El dúo presentó su nuevo show en Buenos Aires, combinando música, performance y humor en una experiencia inmersiva que transformó el estadio en un centro de bienestar satírico.
Más que un recital, lo que construyeron fue un relato. Una especie de universo donde transformaron la presión de la fama, el agotamiento y la exposición en humor, performance y música. El show, titulado «Free Spirits Wellness Center», se llevó a cabo en el Movistar Arena de Villa Crespo, con una puesta en escena que combinó música, sátira y pogo.

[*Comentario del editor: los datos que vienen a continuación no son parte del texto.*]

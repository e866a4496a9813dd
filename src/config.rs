//! Plugin configuration (`config.yml`) and data directory layout.

use std::path::{Path, PathBuf};

use serde::Deserialize;
use serde_yaml::Value;

use crate::error::{MapError, Result};
use crate::imaging::SizeLimits;
use crate::registry::QuotaLimits;

/// Configuration file name inside the data directory.
pub const CONFIG_FILENAME: &str = "config.yml";

/// Configuration options recognised by the plugin.
#[derive(Debug, Clone, PartialEq, Eq)]
pub struct PluginConfig {
    /// Locale for player-facing messages.
    pub lang: String,
    /// Maximum number of map IDs on the server (0 = unlimited).
    pub map_global_limit: u32,
    /// Maximum number of map IDs per player (0 = unlimited).
    pub map_player_limit: u32,
    /// Also save the unsplit image next to the tiles.
    pub save_full_image: bool,
    /// Maximum source image width in pixels (0 = unlimited).
    pub limit_map_size_x: u32,
    /// Maximum source image height in pixels (0 = unlimited).
    pub limit_map_size_y: u32,
}

impl Default for PluginConfig {
    fn default() -> Self {
        Self {
            lang: "en_US".to_string(),
            map_global_limit: 0,
            map_player_limit: 0,
            save_full_image: false,
            limit_map_size_x: 0,
            limit_map_size_y: 0,
        }
    }
}

/// Raw file contents. Integer options are read as YAML values so that
/// non-integer entries can be ignored instead of rejecting the whole file.
#[derive(Debug, Default, Deserialize)]
#[serde(default)]
struct RawConfig {
    lang: Option<String>,
    #[serde(rename = "map-global-limit")]
    map_global_limit: Option<Value>,
    #[serde(rename = "Limit-map-by-server")]
    legacy_global_limit: Option<Value>,
    #[serde(rename = "map-player-limit")]
    map_player_limit: Option<Value>,
    #[serde(rename = "Limit-map-by-player")]
    legacy_player_limit: Option<Value>,
    #[serde(rename = "save-full-image")]
    save_full_image: Option<bool>,
    #[serde(rename = "limit-map-size-x")]
    limit_map_size_x: Option<Value>,
    #[serde(rename = "limit-map-size-y")]
    limit_map_size_y: Option<Value>,
}

fn as_limit(value: &Option<Value>) -> Option<u32> {
    value
        .as_ref()
        .and_then(Value::as_i64)
        .map(|v| v.clamp(0, u32::MAX as i64) as u32)
}

impl PluginConfig {
    /// Load configuration from a file. A missing file yields the defaults.
    pub fn load(path: &Path) -> Result<Self> {
        if !path.exists() {
            return Ok(Self::default());
        }
        let content = std::fs::read_to_string(path).map_err(|e| MapError::Io {
            path: path.to_path_buf(),
            message: format!("Failed to read configuration: {}", e),
        })?;

        Self::parse(&content)
    }

    /// Parse configuration from a YAML string.
    ///
    /// `map-global-limit` and `map-player-limit` take precedence over their
    /// legacy spellings `Limit-map-by-server` and `Limit-map-by-player`.
    pub fn parse(content: &str) -> Result<Self> {
        let raw: RawConfig = serde_yaml::from_str(content).map_err(|e| MapError::Parse {
            message: format!("Invalid configuration: {}", e),
            help: Some("Check config.yml syntax".to_string()),
        })?;
        let defaults = Self::default();

        Ok(Self {
            lang: raw.lang.unwrap_or(defaults.lang),
            map_global_limit: as_limit(&raw.map_global_limit)
                .or_else(|| as_limit(&raw.legacy_global_limit))
                .unwrap_or(0),
            map_player_limit: as_limit(&raw.map_player_limit)
                .or_else(|| as_limit(&raw.legacy_player_limit))
                .unwrap_or(0),
            save_full_image: raw.save_full_image.unwrap_or(false),
            limit_map_size_x: as_limit(&raw.limit_map_size_x).unwrap_or(0),
            limit_map_size_y: as_limit(&raw.limit_map_size_y).unwrap_or(0),
        })
    }

    pub fn quota_limits(&self) -> QuotaLimits {
        QuotaLimits::new(self.map_player_limit, self.map_global_limit)
    }

    pub fn size_limits(&self) -> SizeLimits {
        SizeLimits::new(self.limit_map_size_x, self.limit_map_size_y)
    }
}

/// Layout of the plugin data directory.
#[derive(Debug, Clone)]
pub struct DataDir {
    root: PathBuf,
}

impl DataDir {
    pub fn new(root: impl Into<PathBuf>) -> Self {
        Self { root: root.into() }
    }

    pub fn root(&self) -> &Path {
        &self.root
    }

    pub fn config_file(&self) -> PathBuf {
        self.root.join(CONFIG_FILENAME)
    }

    /// Directory holding tile images.
    pub fn images_dir(&self) -> PathBuf {
        self.root.join("images")
    }

    /// Directory holding the registry store.
    pub fn maps_dir(&self) -> PathBuf {
        self.root.join("maps")
    }

    /// Legacy single maps file.
    pub fn legacy_maps_file(&self) -> PathBuf {
        self.root.join("map.yml")
    }

    /// Legacy posters file.
    pub fn legacy_posters_file(&self) -> PathBuf {
        self.root.join("poster.yml")
    }

    /// Backup of the legacy files taken before migrating.
    pub fn backups_pre_v3(&self) -> PathBuf {
        self.root.join("backups_pre-v3")
    }

    /// Backup of the current store taken before migrating.
    pub fn backups_post_v3(&self) -> PathBuf {
        self.root.join("backups_post-v3")
    }

    pub fn load_config(&self) -> Result<PluginConfig> {
        PluginConfig::load(&self.config_file())
    }
}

La previa del evento mostró largas filas de jóvenes vestidos de beige y blanco, respetando el dresscode del centro de bienestar. El público, diverso en edades, incluía desde grupos de amigos hasta padres con hijos pequeños y adultos mayores. Algunos seguidores, como Dylan, Luna y Pilar, se conocieron en la fila tras semanas de conversación en un grupo de WhatsApp. Otros, como Tiziano y Aylén, llegaron disfrazados como sus ídolos en los Grammy, simulando poses zen.
El show duró aproximadamente 90 minutos, dividido en «steps» o etapas de tratamiento. Una mujer vestida de blanco, con voz robótica, guiaba al público con instrucciones como «Liberen sus articulaciones» o «Suban la frecuencia cardíaca». El dúo interpretó canciones como «Gimme Gimme», «Nada Nuevo», «Ay Ay Ay», «Muero», «#TETAS», «Hasta Jesús tuvo un mal día», «Soy increíble», «Vida Loca», «Impostor», «Re Forro», «Amigos», «Culo con Caca», «Lo Quiero Ya!» y «OUKE».
El clímax llegó con el público en pogo, papel higiénico volando y los artistas lanzándose al público. El mensaje final en las pantallas: «Process complete. You are a Free Spirit». Paco Amoroso cerró con un «Ya está, amennos», dejando al estadio convertido en una multitud de espíritus libres.